Theorem 2.7. Let $\mathcal{X}$ be an algebraic stack over a Noetherian base (of finite type). Then the diagonal $\mathcal{X}\to \mathcal{X}\times \mathcal{X}$ is quasi-finite if and only if there is a finite surjective morphism $X\to \mathcal{X}$ for a scheme $X$.

On the other hand, Kresch in "Cycle groups for Artin stacks" proves the following:

Proposition 3.5.7. Let $\mathcal{X}$ be a stack of finite type over a field. The the following are equivalent: 1) The diagonal is quasi-finite; 2) The stabilizer $\mathcal{X}\times_{\mathcal{X}\times\mathcal{X}}\mathcal{X}\to \mathcal{X}$ is quasi-finite.

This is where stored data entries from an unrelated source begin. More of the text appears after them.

//! Operation handle.
//!
//! An `OpHandle` is the engine's grip on one in-flight asynchronous
//! operation: a transport token plus the ownership bookkeeping around it.
//!
//! # Design
//!
//! Two flags drive the lifecycle:
//!
//! - `managed`: this handle's drop must release the token's resources.
//! - `persistent`: the operation is re-armable; a successful test or
//!   wait drains one completion but leaves the handle live.
//!
//! A non-persistent handle is single-shot: the first successful `test`
//! or `wait` consumes it, releasing the token (if managed) and leaving
//! the null token behind. Testing a null handle trivially succeeds with
//! the empty record, so consumed handles stay harmless inside batched
//! calls.

use std::fmt;
use std::sync::Arc;

use opdrive_core::{Completion, NullTransport, OpToken, Transport};

/// Handle to one outstanding asynchronous operation.
///
/// Not `Clone`: the operation is a unique resource. Use
/// [`alias`](Self::alias) where a non-owning duplicate is needed.
pub struct OpHandle {
    token: OpToken,
    transport: Arc<dyn Transport>,
    managed: bool,
    persistent: bool,
}

impl OpHandle {
    /// Owning handle: drop releases the token.
    pub fn managed(token: OpToken, transport: Arc<dyn Transport>) -> Self {
        Self {
            token,
            transport,
            managed: true,
            persistent: false,
        }
    }

    /// Non-owning handle: drop leaves the token alone.
    pub fn unmanaged(token: OpToken, transport: Arc<dyn Transport>) -> Self {
        Self {
            token,
            transport,
            managed: false,
            persistent: false,
        }
    }

    /// Owning handle to a persistent (re-armable) operation. Inert
    /// until the transport's `start` arms it.
    pub fn persistent(token: OpToken, transport: Arc<dyn Transport>) -> Self {
        Self {
            token,
            transport,
            managed: true,
            persistent: true,
        }
    }

    /// Handle to the null operation. Trivially complete forever.
    pub fn null() -> Self {
        Self {
            token: OpToken::NULL,
            transport: Arc::new(NullTransport),
            managed: false,
            persistent: false,
        }
    }

    #[inline]
    pub fn token(&self) -> OpToken {
        self.token
    }

    #[inline]
    pub fn is_null(&self) -> bool {
        self.token.is_null()
    }

    #[inline]
    pub fn is_managed(&self) -> bool {
        self.managed
    }

    #[inline]
    pub fn is_persistent(&self) -> bool {
        self.persistent
    }

    #[inline]
    pub fn transport(&self) -> &Arc<dyn Transport> {
        &self.transport
    }

    /// Non-blocking completion test.
    ///
    /// `Some` consumes the completion: a non-persistent handle becomes
    /// null (releasing the token if managed); a persistent handle stays
    /// live for the next arming. A null handle reports the empty record.
    pub fn test(&mut self) -> Option<Completion> {
        if self.token.is_null() {
            return Some(Completion::empty());
        }
        let record = self.transport.try_complete(self.token)?;
        self.finish_consume();
        Some(record)
    }

    /// Block until the operation completes, consuming it under the same
    /// rules as [`test`](Self::test).
    pub fn wait(&mut self) -> Completion {
        if self.token.is_null() {
            return Completion::empty();
        }
        let record = self.transport.wait(self.token);
        self.finish_consume();
        record
    }

    /// Best-effort cancellation. The operation still completes (usually
    /// with a transport-defined cancellation code) and must still be
    /// observed.
    pub fn cancel(&mut self) -> bool {
        if self.token.is_null() {
            return false;
        }
        self.transport.cancel(self.token)
    }

    /// Move the operation out, leaving this handle null and unmanaged.
    pub fn take(&mut self) -> OpHandle {
        OpHandle {
            token: std::mem::replace(&mut self.token, OpToken::NULL),
            transport: Arc::clone(&self.transport),
            managed: std::mem::replace(&mut self.managed, false),
            persistent: self.persistent,
        }
    }

    /// Non-owning duplicate of this handle. The alias tests and waits
    /// like the original but never releases the token; ownership stays
    /// here.
    pub fn alias(&self) -> OpHandle {
        OpHandle {
            token: self.token,
            transport: Arc::clone(&self.transport),
            managed: false,
            persistent: self.persistent,
        }
    }

    /// Post-consumption bookkeeping, shared with the batched tests
    /// (which consume completions transport-side in one call).
    pub(crate) fn finish_consume(&mut self) {
        if self.persistent {
            return;
        }
        let token = std::mem::replace(&mut self.token, OpToken::NULL);
        if self.managed && !token.is_null() {
            if let Err(e) = self.transport.release(token) {
                log::error!("release of consumed {} failed: {}", token, e);
            }
        }
        self.managed = false;
    }
}

impl fmt::Debug for OpHandle {
    fn fmt(&self, f: &mut fmt::Formatter<'_>) -> fmt::Result {
        f.debug_struct("OpHandle")
            .field("token", &self.token)
            .field("managed", &self.managed)
            .field("persistent", &self.persistent)
            .finish()
    }
}

impl Drop for OpHandle {
    fn drop(&mut self) {
        if self.managed && !self.token.is_null() {
            // Destructors cannot propagate; log and move on.
            if let Err(e) = self.transport.release(self.token) {
                log::error!("release of {} failed during drop: {}", self.token, e);
            }
        }
    }
}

Further, if $\mathcal{X}$ has quasi-finite diagonal $\mathcal{X}$ admits a stratification by quotient stacks.

Now, suppose that $\mathcal{X}$ is already a quotient stack $[Y/G]$, say with $Y$ an affine scheme and $G$ some group scheme (both of finite type over a field). Then $\mathrm{id}: Y\to\mathcal{X}$ is a finite surjective morphism, so by 2.7 above have quasi-finite diagonal. Then by 3.5.7 the stabilizer is quasi-finite, but this seems false in general. For instance, take $G=GL(n)$ and then you are almost guaranteed to have non-finite stabilizers.

What am I missing here? It's obvious that there's something here that I've gotten wrong.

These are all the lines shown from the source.